Having Peter at home is so much cooler than having him at the hospital. Obviously, Peter's presence 24/7 demands an immense (though not entirely unexpected) amount of time, but if all I had to worry about was Peter, who cares about the time commitment? And, let me give a tremendous shout out to Lara who spends more time with Peter than I do and still manages to be surprisingly productive, though she doesn't see it that way. The problem is not Peter, it's all these other things I'm supposed to be doing, most especially a little thing called a doctoral dissertation.
The way the PhD program at New College works is that your first year is technically probationary. After nine months or so in the program you go before a review board. For that review board, I have to submit an official dissertation proposal, a sample bibliography, and a sample chapter of around 7000 words. My review board is June 9. I knew back in February as I was looking ahead to the coming year that March would be very busy with Peter related things, and that we would have visitors in May, so I expected to have a busy April working on getting ready for the review board. Fortunately, I've managed to produce something that I am actually satisfied with. It's not really related to what I thought my dissertation would be about when I first got here, but it's good work, I think, and I've learned a lot doing it.
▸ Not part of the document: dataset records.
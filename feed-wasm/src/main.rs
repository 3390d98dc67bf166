#[cfg(target_arch = "wasm32")]
mod api;
#[cfg(target_arch = "wasm32")]
mod app;
#[cfg(target_arch = "wasm32")]
mod components;
#[cfg(target_arch = "wasm32")]
mod location;
#[cfg(target_arch = "wasm32")]
mod state;

#[cfg(target_arch = "wasm32")]
fn main() {
    console_error_panic_hook::set_once();
    leptos::mount::mount_to_body(app::App);
}

#[cfg(not(target_arch = "wasm32"))]
fn main() {
    // На хосте бинарник пустой: интерфейс собирается только под wasm32.
}
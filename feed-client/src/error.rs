use thiserror::Error;

#[derive(Debug, Error)]
/// Ошибки клиентской библиотеки `feed-client`.
pub enum FeedClientError {
    /// Ошибка HTTP-транспорта (`reqwest`).
    #[cfg(feature = "http")]
    #[error("http error: {0}")]
    Http(#[from] reqwest::Error),

    /// Сервер ответил не-2xx статусом; `message` взят из тела ответа.
    #[error("api error {status}: {message}")]
    Api {
        /// HTTP-статус ответа.
        status: u16,
        /// Сообщение сервера (или описание статуса, если тело не разобрано).
        message: String,
    },

    /// Запрошенный ресурс не найден.
    #[error("not found: {0}")]
    NotFound(String),

    /// Строка не является корректной датой.
    #[error("invalid date string provided: {0:?}")]
    InvalidDate(String),

    /// Некорректный запрос (не прошёл клиентскую валидацию).
    #[error("invalid request: {0}")]
    InvalidRequest(String),
}

/// Результат операций `feed-client`.
pub type FeedClientResult<T> = Result<T, FeedClientError>;

impl FeedClientError {
    /// Строит ошибку по HTTP-статусу и (опционально) сообщению из тела ответа.
    pub fn from_http_status(status: u16, message: Option<String>) -> Self {
        let message = message
            .filter(|message| !message.trim().is_empty())
            .unwrap_or_else(|| format!("http status {status}"));

        match status {
            404 => Self::NotFound(message),
            _ => Self::Api { status, message },
        }
    }

    /// Сообщение, пригодное для показа пользователю.
    pub fn user_message(&self) -> String {
        match self {
            Self::Api { message, .. } | Self::NotFound(message) => message.clone(),
            other => other.to_string(),
        }
    }
}

impl From<validator::ValidationErrors> for FeedClientError {
    fn from(value: validator::ValidationErrors) -> Self {
        Self::InvalidRequest(value.to_string())
    }
}

#[cfg(test)]
mod tests {
    use super::*;

    #[test]
    fn from_http_status_keeps_server_message() {
        let err = FeedClientError::from_http_status(400, Some("Invalid limit".to_string()));
        match err {
            FeedClientError::Api { status, message } => {
                assert_eq!(status, 400);
                assert_eq!(message, "Invalid limit");
            }
            other => panic!("unexpected error: {other:?}"),
        }
    }

    #[test]
    fn from_http_status_falls_back_to_status_text() {
        let err = FeedClientError::from_http_status(502, Some("   ".to_string()));
        assert_eq!(err.user_message(), "http status 502");
    }

    #[test]
    fn from_http_status_maps_404_to_not_found() {
        let err = FeedClientError::from_http_status(404, None);
        assert!(matches!(err, FeedClientError::NotFound(_)));
    }
}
What's really surprising, despite the fact that every time I've tested it its proven true, is how the more I have to do the more I am able to do. This was always the case in undergrad, where my worst semester was the one where I did not take 19 or more credit hours. All the extra time strangely drained my general productivity. The same appears to be true now. Not only do we now have Peter at home AND I have a hard deadline in front of me, but I've also continued to be involved in soccer and church, joined the church's men's choir, started attending an OT reading group, worked on my increasingly glitchy desktop computer (AARGH for defective motherboards), read at least one novel a month, played a lot of Nintendo and Super Nintendo games on my computer (via emulator), and begun two new online MMORTS games to the two I was already playing regularly. All this AND I wrote a chapter that was too long (the unedited file for my 7,000 word chapter originally had around 20,000 words). I trying to figure out what I've been neglecting. Oh yeah. This blog. But I did post the two poems.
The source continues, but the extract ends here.